I wasn’t overweight, but I was overweight. I remember my endocrinologist in the Emirates was upset with me – when I told him I was unable to resist my ‘normal’ intake of rice and bread (ie ‘unlimited’ rice, especially at night).
Can I go back to a high carb life/eat all I can?
Our food choices, weight, blood sugar levels, and overall health are entirely up to us – it’s not the doctor’s responsibility. They can only give good advice.
In our experience, every expert we consulted was right about money at LCIF, because it also promotes overall health.
Only now I realize that anti-diabetic drugs will not help much. If I overindulged in carbs and sweets as I always did, with some compliance exercise, it was just a downward spiral toward ill health from there.
Of course, we can choose to indulge in any diet rich in carbohydrates. But now that we now know better what works and what doesn’t, the choice is entirely up to us.
Carbohydrate alternatives for bread based on wheat flour?
There are a number of them available online (also check your local supermarket).

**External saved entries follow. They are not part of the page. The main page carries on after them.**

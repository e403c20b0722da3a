//! Collector client implementation.

use crate::config::RetryConfig;
use chrono::Utc;
use compliance_core::{
    AttemptOutcome, CollectorPayload, ComplianceError, Result, ScanReport, SubmissionAttempt,
    SubmissionError, SubmissionOutcome,
};
use reqwest::Client as HttpClient;
use std::sync::Arc;
use std::time::Duration;
use tokio::time::Instant;
use tracing::{debug, info, warn};

/// Version reported to the collector with every payload
pub const AGENT_VERSION: &str = env!("CARGO_PKG_VERSION");

/// Ingestion path on the collector
const SCANS_PATH: &str = "/scans";

/// Default per-request timeout
const DEFAULT_TIMEOUT: Duration = Duration::from_secs(30);

/// Client for the compliance collector.
///
/// Cheap to clone and holds no per-report state, so concurrent
/// submissions of different reports do not interfere.
#[derive(Clone)]
pub struct CollectorClient {
    inner: Arc<ClientInner>,
}

struct ClientInner {
    http: HttpClient,
    base_url: String,
    auth_token: Option<String>,
    request_timeout: Duration,
    retry_config: RetryConfig,
    agent_version: String,
}

impl CollectorClient {
    /// Create a client for the given collector using default settings
    pub fn new(base_url: impl Into<String>) -> Result<Self> {
        CollectorClientBuilder::new(base_url).build()
    }

    /// Create a builder for custom configuration
    #[must_use]
    pub fn builder(base_url: impl Into<String>) -> CollectorClientBuilder {
        CollectorClientBuilder::new(base_url)
    }

    /// Collector base URL without trailing slash
    #[must_use]
    pub fn base_url(&self) -> &str {
        &self.inner.base_url
    }

    /// Deliver a report, retrying transient failures.
    ///
    /// Never returns an error: every failure is described by the returned
    /// [`SubmissionOutcome`].
    pub async fn submit(&self, report: &ScanReport) -> SubmissionOutcome {
        let retry = &self.inner.retry_config;
        let url = format!("{}{SCANS_PATH}", self.inner.base_url);
        let payload = CollectorPayload::new(self.inner.agent_version.clone(), report.clone());

        let started = Instant::now();
        let mut attempts = Vec::new();
        let mut last_error = String::new();

        for attempt_number in 1..=retry.max_attempts {
            let remaining = retry.deadline.saturating_sub(started.elapsed());
            if remaining.is_zero() {
                return deadline_exceeded(attempts, started, last_error);
            }
            let timeout = self.inner.request_timeout.min(remaining);

            let sent_at = Utc::now();
            debug!(url = %url, attempt = attempt_number, scan_id = %report.scan_id, "POST report");

            match self.post_once(&url, &payload, timeout).await {
                Ok(status) => {
                    attempts.push(SubmissionAttempt {
                        attempt_number,
                        sent_at,
                        outcome: AttemptOutcome::Accepted,
                        http_status: Some(status),
                    });
                    info!(
                        scan_id = %report.scan_id,
                        attempts = attempt_number,
                        status,
                        "report accepted by collector"
                    );
                    return SubmissionOutcome::accepted(attempts);
                }
                Err(err) => {
                    attempts.push(SubmissionAttempt {
                        attempt_number,
                        sent_at,
                        outcome: attempt_outcome(&err),
                        http_status: err.status_code(),
                    });

                    if !err.is_retryable() {
                        warn!(scan_id = %report.scan_id, error = %err, "collector rejected report");
                        let status = err.status_code().unwrap_or_default();
                        return SubmissionOutcome::failed(
                            attempts,
                            SubmissionError::Rejected {
                                status,
                                message: err.to_string(),
                            },
                        );
                    }

                    last_error = err.to_string();
                    if attempt_number == retry.max_attempts {
                        break;
                    }

                    let delay = retry.delay_for(attempt_number);
                    if started.elapsed() + delay >= retry.deadline {
                        return deadline_exceeded(attempts, started, last_error);
                    }
                    warn!(
                        attempt = attempt_number,
                        delay_ms = u64::try_from(delay.as_millis()).unwrap_or(u64::MAX),
                        error = %err,
                        "report delivery failed, retrying"
                    );
                    tokio::time::sleep(delay).await;
                }
            }
        }

        warn!(scan_id = %report.scan_id, error = %last_error, "report delivery gave up");
        SubmissionOutcome::failed(
            attempts,
            SubmissionError::RetriesExhausted {
                message: last_error,
            },
        )
    }

    /// Check whether the collector answers its health endpoint
    pub async fn health(&self) -> bool {
        let url = format!("{}/health", self.inner.base_url);
        match self
            .inner
            .http
            .get(&url)
            .timeout(self.inner.request_timeout)
            .send()
            .await
        {
            Ok(response) => response.status().is_success(),
            Err(e) => {
                debug!(url = %url, error = %e, "collector health check failed");
                false
            }
        }
    }

    /// Perform one POST and classify the answer
    async fn post_once(
        &self,
        url: &str,
        payload: &CollectorPayload,
        timeout: Duration,
    ) -> Result<u16> {
        let mut request = self.inner.http.post(url).timeout(timeout).json(payload);
        if let Some(token) = &self.inner.auth_token {
            request = request.bearer_auth(token);
        }

        let response = request
            .send()
            .await
            .map_err(|e| classify_transport_error(&e, timeout))?;

        let status = response.status();
        if status.is_success() {
            return Ok(status.as_u16());
        }

        let body = response.text().await.unwrap_or_default();
        let message = serde_json::from_str::<serde_json::Value>(&body)
            .ok()
            .and_then(|v| {
                v.get("detail")
                    .or_else(|| v.get("error"))
                    .and_then(|e| e.as_str())
                    .map(String::from)
            })
            .unwrap_or(body);

        let code = status.as_u16();
        if status.is_server_error() {
            Err(ComplianceError::Server { code, message })
        } else {
            Err(ComplianceError::Rejected { code, message })
        }
    }
}

fn classify_transport_error(err: &reqwest::Error, timeout: Duration) -> ComplianceError {
    if err.is_timeout() {
        ComplianceError::Timeout(timeout.as_secs())
    } else if err.is_connect() {
        ComplianceError::Connection(err.to_string())
    } else {
        ComplianceError::Http(err.to_string())
    }
}

const fn attempt_outcome(err: &ComplianceError) -> AttemptOutcome {
    match err {
        ComplianceError::Rejected { .. } | ComplianceError::Server { .. } => {
            AttemptOutcome::Rejected
        }
        ComplianceError::Timeout(_) => AttemptOutcome::Timeout,
        _ => AttemptOutcome::NetworkError,
    }
}

fn deadline_exceeded(
    attempts: Vec<SubmissionAttempt>,
    started: Instant,
    message: String,
) -> SubmissionOutcome {
    let elapsed_secs = started.elapsed().as_secs();
    warn!(elapsed_secs, "report delivery deadline exceeded");
    SubmissionOutcome::failed(
        attempts,
        SubmissionError::DeadlineExceeded {
            elapsed_secs,
            message,
        },
    )
}

/// Builder for configuring a [`CollectorClient`]
pub struct CollectorClientBuilder {
    base_url: String,
    auth_token: Option<String>,
    timeout: Duration,
    user_agent: String,
    retry_config: RetryConfig,
    agent_version: String,
}

impl CollectorClientBuilder {
    /// Create a new builder for the given collector base URL
    #[must_use]
    pub fn new(base_url: impl Into<String>) -> Self {
        Self {
            base_url: base_url.into(),
            auth_token: None,
            timeout: DEFAULT_TIMEOUT,
            user_agent: format!("compliance-agent/{AGENT_VERSION}"),
            retry_config: RetryConfig::default(),
            agent_version: AGENT_VERSION.to_string(),
        }
    }

    /// Attach `Authorization: Bearer <token>` to every submission
    #[must_use]
    pub fn auth_token(mut self, token: Option<String>) -> Self {
        self.auth_token = token.filter(|t| !t.is_empty());
        self
    }

    /// Set the per-attempt request timeout
    #[must_use]
    pub const fn timeout(mut self, timeout: Duration) -> Self {
        self.timeout = timeout;
        self
    }

    /// Set the User-Agent header
    #[must_use]
    pub fn user_agent(mut self, agent: impl Into<String>) -> Self {
        self.user_agent = agent.into();
        self
    }

    /// Set retry configuration
    #[must_use]
    pub fn retry(mut self, config: RetryConfig) -> Self {
        self.retry_config = config;
        self
    }

    /// Override the agent version sent in payloads
    #[must_use]
    pub fn agent_version(mut self, version: impl Into<String>) -> Self {
        self.agent_version = version.into();
        self
    }

    /// Build the client
    pub fn build(self) -> Result<CollectorClient> {
        let parsed = url::Url::parse(&self.base_url)
            .map_err(|e| ComplianceError::InvalidUrl(format!("{}: {e}", self.base_url)))?;
        if !matches!(parsed.scheme(), "http" | "https") {
            return Err(ComplianceError::InvalidUrl(format!(
                "unsupported scheme: {}",
                parsed.scheme()
            )));
        }

        let http = HttpClient::builder()
            .timeout(self.timeout)
            .user_agent(&self.user_agent)
            .gzip(true)
            .build()
            .map_err(|e| ComplianceError::Config(format!("failed to build HTTP client: {e}")))?;

        Ok(CollectorClient {
            inner: Arc::new(ClientInner {
                http,
                base_url: self.base_url.trim_end_matches('/').to_string(),
                auth_token: self.auth_token,
                request_timeout: self.timeout,
                retry_config: self.retry_config,
                agent_version: self.agent_version,
            }),
        })
    }
}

Wheat or rice substitutes:
> Low glycemic index rice (eat in moderation)
Foods to eat and avoid
On a low-carb diet, most calories should come from healthy, natural sources, including:
Lean proteins, such as eggs, fish, and nuts (almonds, walnuts)
> Good fats like olives or avocados
[Once clear of inflammation, and reversal of illness is achieved, our LCIF coach told us that it’s OK to indulge our cravings once in a while.]
Low carb diet
People on a low-carb diet also limit fruit intake because fruit also contains fructose, a type of sugar (a sweet carbohydrate) — although most people consider fruit a better alternative to sugary snacks and processed foods.
A healthy, low-carb diet suggests limiting your intake of the following:
> Processed foods (packed meals and salty snacks) and spices
> Foods high in sugar (cakes, candy, pastries, biscuits, soft drinks, juices)
> starches (white bread or white bread)
> Potatoes, including chips
> Other starchy vegetables (sweet potatoes, taro, cassava)
Whole-grain bread, lentils, and beans are also high in carbohydrates (but they can be an important part of a healthy diet). They can be eaten only in moderation or as an alternative to unhealthy carbohydrates, such as muffins and pancakes.
Some simple ideas for our meals include:
>low sodium cheese
> High-fiber smoothies with avocado, frozen berries and
> Fried eggs and vegetables in coconut oil
lunch and dinner:
> Grilled or grilled chicken
> Cauliflower rice with vegetables
> Roasted Nuts Salad
> Hamburger without bun or cheeseburger
> Pizza with cauliflower crust
> Chicken stuffed with vegetables and cheese
> Tuna, including canned tuna and tuna slices
> Nuts | fruit (in moderation)
In terms of exercise, I use my body weight for resistance training — with chair dips, incline push-ups, and Belgian split squats, among other things.
These are moderate body weight aerobic exercises. In combination with LCIF, I have found it to be an effective method of strength training. I try to stick to 150 minutes of exercise a week.
So can LCIF really reverse type 2 diabetes?
It seems it can. Or should I stock up on metformin until today. Dr. Samir Rahmani, a renowned Bariatric Surgeon based in the United Arab Emirates, explained In this article, diabetes can be reversed and the role LCIF can play in it.
Note: This is not medical advice. Consult your doctor first if you plan to follow a low-carb intermittent fasting regimen.